And I could, given the chance, discourse with gay despair
concerning the miserable wreck that I should be on the morrow in
consequence of this high living. I asked them how I could be
expected, in such a state, to judge delicate points of expertise
in earthenware. I gave them a brief sketch of my customary
evening, and left them to compare it with that evening. The doctor
perceived that I was serious. He gazed at me with pity, as if to
say: 'Poor frail southern organism! It ought to be in bed, with
nothing inside it but tea!' What he did actually say was: 'You
come round to my place, I'll soon put you right!' 'Can you stop me
from having a headache tomorrow?' I eagerly asked. 'I think so,'
he said with calm northern confidence.

At some later hour Mr Brindley and I 'went round'. Mr Colclough
would not come. He bade me good-bye, as his wife had done, with
the most extraordinary kindness, the most genuine sorrow at
quitting me, the most genuine pleasure in the hope of seeing me
again.

'There are three thousand books in this room!' I said to myself,
as I stood in the doctor's electrically lit library.

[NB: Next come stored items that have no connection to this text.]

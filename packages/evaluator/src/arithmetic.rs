//! Typed arithmetic over reduced terms.
//!
//! Every operator takes a `must_reduce` flag. Outside a `calc()` context the
//! result has to be a concrete value, so an irreducible `+ - * /` is an
//! error; inside one the operation is carried forward symbolically as
//! `calc(a op b)`. `%` and `**` never go symbolic.

use crate::error::{ReduceError, ReduceResult};
use crate::units::{convert, round_to};
use crate::values::values_equal;
use kiln_ast::{BinaryOp, Expr, Numeric};
use std::cmp::Ordering;

#[derive(Debug, Clone, Copy, PartialEq, Eq)]
pub struct Calculator {
    precision: u32,
}

fn numeric(value: &Expr) -> Option<&Numeric> {
    match value {
        Expr::Number(n) => Some(n),
        _ => None,
    }
}

/// Strip a `calc()` wrapper so symbolic results nest as bare expressions.
pub fn unwrap_calc(value: Expr) -> Expr {
    match value {
        Expr::Calc(inner) => *inner,
        other => other,
    }
}

impl Calculator {
    pub fn new(precision: u32) -> Self {
        Self { precision }
    }

    pub fn precision(&self) -> u32 {
        self.precision
    }

    fn number(&self, value: f64, unit: Option<String>) -> Expr {
        Expr::Number(Numeric {
            value: round_to(value, self.precision),
            unit,
        })
    }

    fn symbolic(&self, op: BinaryOp, a: &Expr, b: &Expr, must_reduce: bool) -> ReduceResult<Expr> {
        if must_reduce {
            return Err(ReduceError::type_error(format!(
                "{} {} {} cannot reduce without calc()",
                a,
                op.symbol(),
                b
            )));
        }
        Ok(Expr::calc(Expr::binary(
            op,
            unwrap_calc(a.clone()),
            unwrap_calc(b.clone()),
        )))
    }

    pub fn add(&self, a: &Expr, b: &Expr, must_reduce: bool) -> ReduceResult<Expr> {
        self.additive(BinaryOp::Add, a, b, must_reduce)
    }

    pub fn subtract(&self, a: &Expr, b: &Expr, must_reduce: bool) -> ReduceResult<Expr> {
        self.additive(BinaryOp::Subtract, a, b, must_reduce)
    }

    fn additive(&self, op: BinaryOp, a: &Expr, b: &Expr, must_reduce: bool) -> ReduceResult<Expr> {
        if let (Some(x), Some(y)) = (numeric(a), numeric(b)) {
            if let Some(right) = convert(y.value, y.unit.as_deref(), x.unit.as_deref()) {
                let value = if op == BinaryOp::Add {
                    x.value + right
                } else {
                    x.value - right
                };
                return Ok(self.number(value, x.unit.clone().or_else(|| y.unit.clone())));
            }
        }
        self.symbolic(op, a, b, must_reduce)
    }

    pub fn multiply(&self, a: &Expr, b: &Expr, must_reduce: bool) -> ReduceResult<Expr> {
        if let (Some(x), Some(y)) = (numeric(a), numeric(b)) {
            if x.unit.is_some() && y.unit.is_some() {
                return Err(ReduceError::type_error(format!(
                    "Cannot multiply {} by {} because both terms contain units",
                    a, b
                )));
            }
            return Ok(self.number(x.value * y.value, x.unit.clone().or_else(|| y.unit.clone())));
        }
        self.symbolic(BinaryOp::Multiply, a, b, must_reduce)
    }

    pub fn divide(&self, a: &Expr, b: &Expr, must_reduce: bool) -> ReduceResult<Expr> {
        if let (Some(x), Some(y)) = (numeric(a), numeric(b)) {
            if y.unit.is_some() {
                return Err(ReduceError::type_error(format!(
                    "Cannot divide {} by {} because {} is not unitless",
                    a, b, b
                )));
            }
            if y.value == 0.0 {
                return Err(ReduceError::type_error(format!("Cannot divide {} by zero", a)));
            }
            return Ok(self.number(x.value / y.value, x.unit.clone()));
        }
        self.symbolic(BinaryOp::Divide, a, b, must_reduce)
    }

    pub fn modulo(&self, a: &Expr, b: &Expr) -> ReduceResult<Expr> {
        let (Some(x), Some(y)) = (numeric(a), numeric(b)) else {
            return Err(ReduceError::type_error(format!(
                "Cannot take {} modulo {} because one or more terms is not a number",
                a, b
            )));
        };
        if y.unit.is_some() {
            return Err(ReduceError::type_error(format!(
                "Cannot take {} modulo {} because {} is not unitless",
                a, b, b
            )));
        }
        if y.value == 0.0 {
            return Err(ReduceError::type_error(format!("Cannot divide {} by zero", a)));
        }
        // Floored: the result takes the divisor's sign.
        let value = x.value - y.value * (x.value / y.value).floor();
        Ok(self.number(value, x.unit.clone()))
    }

    pub fn power(&self, a: &Expr, b: &Expr) -> ReduceResult<Expr> {
        let (Some(x), Some(y)) = (numeric(a), numeric(b)) else {
            return Err(ReduceError::type_error(format!(
                "Cannot raise {} to the power of {} because one or more terms is not a number",
                a, b
            )));
        };
        if y.unit.is_some() {
            return Err(ReduceError::type_error(format!(
                "Cannot raise {} to the power of {} because {} is not unitless",
                a, b, b
            )));
        }
        Ok(self.number(x.value.powf(y.value), x.unit.clone()))
    }

    /// Order two values. Both must be numbers with convertible units.
    pub fn compare(&self, a: &Expr, b: &Expr) -> ReduceResult<Ordering> {
        for side in [a, b] {
            if matches!(side, Expr::Calc(_) | Expr::Math(_)) {
                return Err(ReduceError::type_error(format!(
                    "Cannot compare {} because it is not reducible to a number",
                    side
                )));
            }
        }
        let (Some(x), Some(y)) = (numeric(a), numeric(b)) else {
            return Err(ReduceError::type_error(format!(
                "{} and {} are not numerical and cannot be compared",
                a, b
            )));
        };
        let Some(right) = convert(y.value, y.unit.as_deref(), x.unit.as_deref()) else {
            return Err(ReduceError::type_error(format!(
                "{} and {} have incompatible units and cannot be compared",
                a, b
            )));
        };
        let left = round_to(x.value, self.precision);
        let right = round_to(right, self.precision);
        Ok(left.partial_cmp(&right).unwrap_or(Ordering::Equal))
    }

    pub fn equals(&self, a: &Expr, b: &Expr) -> bool {
        values_equal(a, b, self.precision)
    }

    /// Apply any operator except the short-circuiting `and`/`or`.
    pub fn binary(&self, op: BinaryOp, a: &Expr, b: &Expr, must_reduce: bool) -> ReduceResult<Expr> {
        match op {
            BinaryOp::Add => self.add(a, b, must_reduce),
            BinaryOp::Subtract => self.subtract(a, b, must_reduce),
            BinaryOp::Multiply => self.multiply(a, b, must_reduce),
            BinaryOp::Divide => self.divide(a, b, must_reduce),
            BinaryOp::Modulo => self.modulo(a, b),
            BinaryOp::Power => self.power(a, b),
            BinaryOp::Equal => Ok(Expr::Boolean(self.equals(a, b))),
            BinaryOp::NotEqual => Ok(Expr::Boolean(!self.equals(a, b))),
            BinaryOp::LessThan => Ok(Expr::Boolean(self.compare(a, b)? == Ordering::Less)),
            BinaryOp::LessThanOrEqual => Ok(Expr::Boolean(self.compare(a, b)? != Ordering::Greater)),
            BinaryOp::GreaterThan => Ok(Expr::Boolean(self.compare(a, b)? == Ordering::Greater)),
            BinaryOp::GreaterThanOrEqual => Ok(Expr::Boolean(self.compare(a, b)? != Ordering::Less)),
            BinaryOp::And | BinaryOp::Or => Err(ReduceError::internal(format!(
                "{} must be short-circuited by the caller",
                op.symbol()
            ))),
        }
    }
}

impl Default for Calculator {
    fn default() -> Self {
        Self::new(5)
    }
}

'What price this for a dog?' Mr Brindley drew my attention to an
aristocratic fox-terrier that lay on the hearth. 'Well, Titus! Is
it sleepy? Well, well! How many firsts has he won, doctor?'

'Six,' said the doctor. 'I'll just fix you up, to begin with,' he
turned to me.

After I had been duly fixed up ('This'll help you to sleep, and
THIS'll placate your "god",' said the doctor), I saw to my intense
surprise that another 'evening' was to be instantly superimposed
on the 'evening' at Mr Colclough's. The doctor and Mr Brindley
carefully and deliberately lighted long cigars, and sank deeply
into immense arm-chairs; and so I imitated them as well as I could
in my feeble southern way. We talked books. We just simply
enumerated books without end, praising or damning them, and
arranged authors in neat pews, like cattle in classes at an
agricultural show. No pastime is more agreeable to people who have
the book disease, and none more quickly fleets the hours, and none
is more delightfully futile.

Ages elapsed, and suddenly, like a gun discharging, Mr Brindley
said--

'We must go!'

Of all things that happened this was the most astonishing.

We did go.

'By the way, doc.,' said Mr Brindley, in the doctor's wide porch,
'I forgot to tell you that Simon Fuge is dead.'

'Is he?' said the doctor.

'Yes. You've got a couple of his etchings, haven't you?'

'No,' said the doctor. 'I had. But I sold them several months
ago.'

'Oh!' said Mr Brindley negligently; 'I didn't know. Well, so
long!'

We had a few hundred yards to walk down the silent, wide street,
where the gas-lamps were burning with the strange, endless
patience that gas-lamps have. The stillness of a provincial town
at night is quite different from that of London; we might have
been the only persons alive in England.

Except for a feeling of unreality, a feeling that the natural
order of things had been disturbed by some necromancer, I was
perfectly well the same morning at breakfast, as the doctor had
predicted I should be. When I expressed to Mr Brindley my
stupefaction at this happy sequel, he showed a polite but careless
inability to follow my line of thought. It appeared that he was
always well at breakfast, even when he did stay up 'a little later
than usual'. It appeared further that he always breakfasted at a
quarter to nine, and read the Manchester Guardian during the meal,
to which his wife did or did not descend--according to the moods
of the nursery; and that he reached his office at a quarter to
ten. That morning the mood of the nursery was apparently
unpropitious. He and I were alone. I begged him not to pretermit
his GUARDIAN, but to examine it and give me the news. He agreed,
scarcely unwilling.

'There's a paragraph in the London correspondence about Fuge,' he
announced from behind the paper.

'What do they say about him?'

'Nothing particular.'

'Now I want to ask you something,' I said.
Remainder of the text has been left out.